The streptococcal pyrogenic exotoxins (Spes) are implicated as important factors in the pathogenesis of GAS infection. The Spes belong to the superantigen family and thus induce massive secretion of inflammatory cytokines (18). Overexpression of these cytokines can lead to tissue damage, organ failure, and toxic shock. At present, the spe family includes speA, speB, speC, speF, speG, speH, speI, speJ, speK, speM, speL and speX (8, 39, 40). speA is usually associated with severe diseases (46). The speB gene has been studied extensively as to its virulence (3). The individual effects of the speC and speF genes in the pathogenesis of invasive GAS infection are unclear. SpeF is known as a multifunctional protein that has mitogenic, superantigenic, nuclease, and vascular permeabilization activities (16, 28). SpeX (also called SMEZ3), a superantigen, preferentially stimulates Vβ8+ T cells and is responsible for the mitogenic activity attributed to SpeB (4). In this study, the wild-type strain, A-20, did not contain the speA and speC genes as shown by PCR and RT-PCR (data not shown). The expression of speG and speJ was no different in the wild-type strain, A-20, and its opp isogenic mutant, SW552, whereas opp positively regulated speB and speX expression and negatively affected speF expression. Why opp could positively regulate speB and speX, and negatively regulate the expression of speF remains unclear. However, Nakamura et al. recently reported that the expression of virulence factors such as SpeF, Sic, SpeB and SpeX, in GAS is dependent on the various concentrations of O2 and CO2 (30). Although Opp can affect the hemolytic activity of SLO in different concentrations of O2, whether Opp sense the environmental changes or nutritional starvation to regulate the streptococcal pyrogenic exotoxins remains to be tested.

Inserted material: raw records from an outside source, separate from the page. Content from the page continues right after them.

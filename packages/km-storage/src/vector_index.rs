//! Embedded vector index over a single SQLite table.
//!
//! Vectors are unit-normalized before storage, so ranking by dot product is ranking by cosine
//! similarity. When the `sqlite-vec` extension is available the scan runs inside SQLite;
//! otherwise rows are streamed and a bounded heap keeps the best `limit` matches.

use std::{
	cmp::{Ordering as CmpOrdering, Reverse},
	collections::BinaryHeap,
	path::{Path, PathBuf},
	sync::{
		Arc,
		atomic::{AtomicBool, Ordering},
	},
};

use futures::TryStreamExt;
use sqlx::SqlitePool;
use time::{OffsetDateTime, format_description::well_known::Rfc3339};
use tokio::sync::OnceCell;

use crate::{Error, Result, db, models::VectorMatch, schema};
use km_domain::vector;
use km_providers::EmbeddingGenerator;

const DEFAULT_SQLITE_VEC_ENTRY: &str = "vec0";

pub struct SqliteVectorIndex {
	path: PathBuf,
	dimensions: u32,
	sqlite_vec: Option<String>,
	generator: Arc<dyn EmbeddingGenerator>,
	state: OnceCell<Connection>,
	disposed: AtomicBool,
}
impl SqliteVectorIndex {
	pub fn new(
		path: impl Into<PathBuf>,
		dimensions: u32,
		generator: Arc<dyn EmbeddingGenerator>,
	) -> Self {
		Self {
			path: path.into(),
			dimensions,
			sqlite_vec: None,
			generator,
			state: OnceCell::new(),
			disposed: AtomicBool::new(false),
		}
	}

	pub fn from_config(
		cfg: &km_config::SqliteVectorIndex,
		generator: Arc<dyn EmbeddingGenerator>,
	) -> Self {
		let index = Self::new(&cfg.path, cfg.dimensions, generator);

		if cfg.use_sqlite_vec {
			index.with_sqlite_vec(
				cfg.sqlite_vec_path.clone().unwrap_or_else(|| DEFAULT_SQLITE_VEC_ENTRY.to_string()),
			)
		} else {
			index
		}
	}

	/// Tries to load the `sqlite-vec` extension from `entry` on initialization.
	pub fn with_sqlite_vec(mut self, entry: impl Into<String>) -> Self {
		self.sqlite_vec = Some(entry.into());

		self
	}

	pub fn path(&self) -> &Path {
		&self.path
	}

	pub fn dimensions(&self) -> u32 {
		self.dimensions
	}

	/// Idempotent. Every other operation calls this first.
	pub async fn initialize(&self) -> Result<()> {
		self.connection().await.map(|_| ())
	}

	/// Whether searches run through `sqlite-vec`. Initializes the index.
	pub async fn is_accelerated(&self) -> Result<bool> {
		Ok(self.connection().await?.accelerated)
	}

	pub async fn index(&self, content_id: &str, text: &str) -> Result<()> {
		if content_id.trim().is_empty() {
			return Err(Error::InvalidArgument("content_id must be non-empty".to_string()));
		}

		let conn = self.connection().await?;
		let embedding = self.embed(text).await?;
		let blob = vector::vector_to_blob(&embedding);
		let created_at = OffsetDateTime::now_utc()
			.format(&Rfc3339)
			.map_err(|err| Error::InvalidArgument(err.to_string()))?;
		let mut tx = conn.pool.begin().await?;

		sqlx::query("DELETE FROM km_vectors WHERE content_id = ?1")
			.bind(content_id)
			.execute(&mut *tx)
			.await?;
		sqlx::query("INSERT INTO km_vectors (content_id, vector, created_at) VALUES (?1, ?2, ?3)")
			.bind(content_id)
			.bind(blob)
			.bind(created_at)
			.execute(&mut *tx)
			.await?;

		tx.commit().await?;

		Ok(())
	}

	pub async fn search(&self, query_text: &str, limit: usize) -> Result<Vec<VectorMatch>> {
		let conn = self.connection().await?;

		if limit == 0 {
			return Ok(Vec::new());
		}

		let query = self.embed(query_text).await?;

		if conn.accelerated {
			return search_accelerated(&conn.pool, &query, limit).await;
		}

		self.search_linear(&conn.pool, &query, limit).await
	}

	pub async fn remove(&self, content_id: &str) -> Result<()> {
		let conn = self.connection().await?;

		sqlx::query("DELETE FROM km_vectors WHERE content_id = ?1")
			.bind(content_id)
			.execute(&conn.pool)
			.await?;

		Ok(())
	}

	pub async fn clear(&self) -> Result<()> {
		let conn = self.connection().await?;

		sqlx::query("DELETE FROM km_vectors").execute(&conn.pool).await?;

		Ok(())
	}

	pub async fn count(&self) -> Result<u64> {
		let conn = self.connection().await?;
		let (count,): (i64,) =
			sqlx::query_as("SELECT COUNT(*) FROM km_vectors").fetch_one(&conn.pool).await?;

		Ok(count.max(0) as u64)
	}

	pub async fn flush(&self) -> Result<()> {
		let conn = self.connection().await?;

		db::checkpoint(&conn.pool).await
	}

	/// Checkpoints the WAL and closes the connection. Later calls fail with `Disposed`.
	pub async fn close(&self) {
		self.disposed.store(true, Ordering::Release);

		if let Some(conn) = self.state.get() {
			db::checkpoint_and_close(&conn.pool).await;
		}
	}

	async fn embed(&self, text: &str) -> Result<Vec<f32>> {
		let mut embedding = self.generator.generate(text).await?;

		if embedding.len() != self.dimensions as usize {
			return Err(Error::DimensionMismatch {
				expected: self.dimensions,
				actual: embedding.len(),
			});
		}

		vector::normalize_in_place(&mut embedding);

		Ok(embedding)
	}

	async fn search_linear(
		&self,
		pool: &SqlitePool,
		query: &[f32],
		limit: usize,
	) -> Result<Vec<VectorMatch>> {
		let mut heap = BinaryHeap::with_capacity(limit + 1);
		let mut rows = sqlx::query_as::<_, (String, Vec<u8>)>(
			"SELECT content_id, vector FROM km_vectors",
		)
		.fetch(pool);

		while let Some((content_id, blob)) = rows.try_next().await? {
			let stored = vector::blob_to_vector(&blob)?;

			if stored.len() != query.len() {
				tracing::warn!(
					content_id = %content_id,
					path = %self.path.display(),
					stored = stored.len(),
					expected = query.len(),
					"Skipping stored vector with unexpected dimensions."
				);

				continue;
			}

			heap.push(Reverse(ScoredEntry { score: vector::dot_product(query, &stored), content_id }));

			if heap.len() > limit {
				heap.pop();
			}
		}

		let mut matches: Vec<VectorMatch> = heap
			.into_iter()
			.map(|Reverse(entry)| VectorMatch { content_id: entry.content_id, score: entry.score })
			.collect();

		matches.sort_by(|a, b| {
			b.score.total_cmp(&a.score).then_with(|| a.content_id.cmp(&b.content_id))
		});

		Ok(matches)
	}

	async fn connection(&self) -> Result<&Connection> {
		if self.disposed.load(Ordering::Acquire) {
			return Err(Error::Disposed { path: self.path.clone() });
		}

		self.state
			.get_or_try_init(|| async {
				let (pool, accelerated) = db::open(&self.path, self.sqlite_vec.as_deref()).await?;

				sqlx::query(schema::VECTOR_TABLE).execute(&pool).await?;

				tracing::debug!(
					path = %self.path.display(),
					dimensions = self.dimensions,
					accelerated,
					"Vector index initialized."
				);

				Ok::<_, Error>(Connection { pool, accelerated })
			})
			.await
	}
}

struct Connection {
	pool: SqlitePool,
	accelerated: bool,
}

/// Heap entry. Lower scores, then larger ids, sort first so the heap evicts them.
#[derive(Debug)]
struct ScoredEntry {
	score: f32,
	content_id: String,
}
impl PartialEq for ScoredEntry {
	fn eq(&self, other: &Self) -> bool {
		self.cmp(other) == CmpOrdering::Equal
	}
}
impl Eq for ScoredEntry {}
impl PartialOrd for ScoredEntry {
	fn partial_cmp(&self, other: &Self) -> Option<CmpOrdering> {
		Some(self.cmp(other))
	}
}
impl Ord for ScoredEntry {
	fn cmp(&self, other: &Self) -> CmpOrdering {
		self.score.total_cmp(&other.score).then_with(|| other.content_id.cmp(&self.content_id))
	}
}

async fn search_accelerated(
	pool: &SqlitePool,
	query: &[f32],
	limit: usize,
) -> Result<Vec<VectorMatch>> {
	let rows: Vec<(String, f64)> = sqlx::query_as(
		"\
SELECT content_id, 1.0 - vec_distance_cosine(vector, ?1) AS score
FROM km_vectors
ORDER BY score DESC, content_id ASC
LIMIT ?2",
	)
	.bind(vector::vector_to_blob(query))
	.bind(i64::try_from(limit).unwrap_or(i64::MAX))
	.fetch_all(pool)
	.await?;

	Ok(rows
		.into_iter()
		.map(|(content_id, score)| VectorMatch { content_id, score: score as f32 })
		.collect())
}

#[cfg(test)]
mod tests {
	use super::*;

	#[test]
	fn heap_evicts_lowest_score_then_largest_id() {
		let mut heap = BinaryHeap::new();

		for (score, id) in [(0.5, "b"), (0.9, "c"), (0.5, "a")] {
			heap.push(Reverse(ScoredEntry { score, content_id: id.to_string() }));

			if heap.len() > 2 {
				heap.pop();
			}
		}

		let mut kept: Vec<_> = heap.into_iter().map(|Reverse(entry)| entry.content_id).collect();

		kept.sort();

		assert_eq!(kept, vec!["a".to_string(), "c".to_string()]);
	}
}
//! Merges index hits from every node into one ranked list.

use std::{cmp::Ordering, collections::HashMap};

use km_domain::Record;

use crate::search::fanout::Hit;

pub(crate) struct Weights<'a> {
	pub(crate) nodes: &'a HashMap<String, f32>,
	/// Keyed by node id, then index id.
	pub(crate) indexes: &'a HashMap<String, HashMap<String, f32>>,
	pub(crate) multipliers: &'a [f32],
}
impl Weights<'_> {
	fn weight(&self, node_id: &str, index_id: &str) -> f32 {
		let node = self.nodes.get(node_id).copied().unwrap_or(1.0);
		let index = self
			.indexes
			.get(node_id)
			.and_then(|indexes| indexes.get(index_id))
			.copied()
			.unwrap_or(1.0);

		node * index
	}

	fn multiplier(&self, rank: usize) -> f32 {
		self.multipliers.get(rank).or(self.multipliers.last()).copied().unwrap_or(1.0)
	}
}

#[derive(Clone, Debug)]
pub(crate) struct Ranked {
	pub(crate) node_id: String,
	pub(crate) record: Record,
	pub(crate) relevance: f32,
	pub(crate) matched_terms: Vec<String>,
}

/// Weights, groups by `(record id, node id)`, aggregates with diminishing returns, drops
/// results under `min_relevance` and sorts.
pub(crate) fn rerank(hits: Vec<Hit>, weights: &Weights<'_>, min_relevance: f32) -> Vec<Ranked> {
	let mut groups: HashMap<(String, String), Vec<(f32, Hit)>> = HashMap::new();

	for hit in hits {
		let weighted = hit.relevance * weights.weight(&hit.node_id, &hit.index_id);

		groups.entry((hit.record.id.clone(), hit.node_id.clone())).or_default().push((weighted, hit));
	}

	let mut ranked: Vec<Ranked> = groups
		.into_values()
		.filter_map(|mut appearances| {
			appearances.sort_by(|a, b| b.0.total_cmp(&a.0));

			let relevance = aggregate(appearances.iter().map(|(weighted, _)| *weighted), weights);

			if relevance < min_relevance {
				return None;
			}

			let mut matched_terms: Vec<String> = Vec::new();

			for (_, hit) in &appearances {
				for term in &hit.matched_terms {
					if !matched_terms.contains(term) {
						matched_terms.push(term.clone());
					}
				}
			}

			let (_, top) = appearances.into_iter().next()?;

			Some(Ranked { node_id: top.node_id, record: top.record, relevance, matched_terms })
		})
		.collect();

	ranked.sort_by(compare);

	ranked
}

/// Sum of `weighted[rank] * multiplier[rank]` over appearances sorted descending, capped at 1.
fn aggregate(sorted: impl Iterator<Item = f32>, weights: &Weights<'_>) -> f32 {
	let total: f32 =
		sorted.enumerate().map(|(rank, weighted)| weighted * weights.multiplier(rank)).sum();

	total.min(1.0)
}

fn compare(a: &Ranked, b: &Ranked) -> Ordering {
	b.relevance
		.total_cmp(&a.relevance)
		.then_with(|| b.record.created_at.cmp(&a.record.created_at))
		.then_with(|| a.record.id.cmp(&b.record.id))
		.then_with(|| a.node_id.cmp(&b.node_id))
}

#[cfg(test)]
mod tests {
	use time::OffsetDateTime;

	use super::*;

	const MULTIPLIERS: [f32; 4] = [1.0, 0.5, 0.25, 0.125];

	fn hit(node_id: &str, index_id: &str, record_id: &str, relevance: f32) -> Hit {
		let mut record = Record::new(record_id, format!("content of {record_id}"));

		record.created_at = OffsetDateTime::UNIX_EPOCH;

		Hit {
			node_id: node_id.to_string(),
			index_id: index_id.to_string(),
			record,
			relevance,
			matched_terms: vec![format!("{index_id}-term")],
		}
	}

	fn rank_with(
		hits: Vec<Hit>,
		nodes: &HashMap<String, f32>,
		multipliers: &[f32],
		min_relevance: f32,
	) -> Vec<Ranked> {
		let indexes = HashMap::new();

		rerank(hits, &Weights { nodes, indexes: &indexes, multipliers }, min_relevance)
	}

	#[test]
	fn duplicates_aggregate_with_diminishing_returns() {
		let ranked = rank_with(
			vec![hit("n", "fts", "a", 0.4), hit("n", "vec", "a", 0.6)],
			&HashMap::new(),
			&MULTIPLIERS,
			0.0,
		);

		assert_eq!(ranked.len(), 1);
		assert!((ranked[0].relevance - (0.6 + 0.4 * 0.5)).abs() < 1e-6);
		assert_eq!(ranked[0].matched_terms, vec!["vec-term".to_string(), "fts-term".to_string()]);
	}

	#[test]
	fn aggregation_caps_at_one() {
		let ranked = rank_with(
			vec![hit("n", "fts", "a", 0.9), hit("n", "vec", "a", 0.8)],
			&HashMap::new(),
			&MULTIPLIERS,
			0.0,
		);

		assert_eq!(ranked[0].relevance, 1.0);
	}

	#[test]
	fn long_groups_reuse_the_last_multiplier() {
		let hits = (0..5).map(|i| hit("n", &format!("i{i}"), "a", 0.1)).collect();
		let ranked = rank_with(hits, &HashMap::new(), &[1.0, 0.5], 0.0);

		assert!((ranked[0].relevance - (0.1 + 0.05 * 4.0)).abs() < 1e-6);
	}

	#[test]
	fn same_record_on_different_nodes_stays_separate() {
		let ranked = rank_with(
			vec![hit("a", "fts", "doc", 0.5), hit("b", "fts", "doc", 0.5)],
			&HashMap::new(),
			&MULTIPLIERS,
			0.0,
		);
		let nodes: Vec<_> = ranked.iter().map(|r| r.node_id.as_str()).collect();

		assert_eq!(nodes, vec!["a", "b"]);
	}

	#[test]
	fn threshold_applies_after_weighting() {
		let weights = HashMap::from([("low".to_string(), 0.5)]);
		let ranked = rank_with(
			vec![hit("low", "fts", "a", 0.5), hit("high", "fts", "b", 0.5)],
			&weights,
			&MULTIPLIERS,
			0.3,
		);

		assert_eq!(ranked.len(), 1);
		assert_eq!(ranked[0].node_id, "high");
	}

	#[test]
	fn raising_a_node_weight_never_lowers_its_results() {
		let hits = || vec![hit("a", "fts", "x", 0.4), hit("b", "fts", "y", 0.5)];
		let mut previous = 0.0;

		for weight in [0.5_f32, 1.0, 1.5, 2.0, 4.0] {
			let weights = HashMap::from([("a".to_string(), weight)]);
			let ranked = rank_with(hits(), &weights, &MULTIPLIERS, 0.0);
			let relevance = ranked
				.iter()
				.find(|r| r.node_id == "a")
				.map(|r| r.relevance)
				.expect("Missing result from node a.");

			assert!(relevance >= previous);

			previous = relevance;
		}
	}

	#[test]
	fn ties_break_by_newest_then_id() {
		let mut older = hit("n", "fts", "b", 0.7);
		let mut newer = hit("n", "fts", "c", 0.7);
		let same_time = hit("n", "fts", "a", 0.7);

		older.record.created_at = OffsetDateTime::UNIX_EPOCH;
		newer.record.created_at = OffsetDateTime::UNIX_EPOCH + time::Duration::days(1);

		let mut same_time_later = same_time.clone();

		same_time_later.record.id = "d".to_string();

		let ranked =
			rank_with(vec![older, same_time_later, newer, same_time], &HashMap::new(), &MULTIPLIERS, 0.0);
		let ids: Vec<_> = ranked.iter().map(|r| r.record.id.as_str()).collect();

		assert_eq!(ids, vec!["c", "a", "b", "d"]);
	}
}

Both SLS and SLO, two distinct cytolysins, are important virulence factors in GAS infection (2, 25). SLO is a member of the thiol-activated pore-forming cytolysin family (34). It has been shown to exert direct toxic effects on cardiocytes and leukocytes (3), and lethal activity in experimental animals (1). SLS is the oxygen-stable and nonimmunogenic β-hemolysin. Various types of eukaryotic cells were lysed by SLS, including polymorphonuclear leukocytes and platelets (42). There are many regulators that have been reported to either positively (Pel and Fas) or negatively (CsrS/R, LuxS and Nra) regulate the SLS expression (19, 24, 27, 29). In this study, RT-PCR, Northern blot and phenotypic analyses confirmed that the expressions of slo and sagA increased in the opp mutant (SW552). It suggests that Opp may play a role as a negative regulator for both SLS and SLO transcription.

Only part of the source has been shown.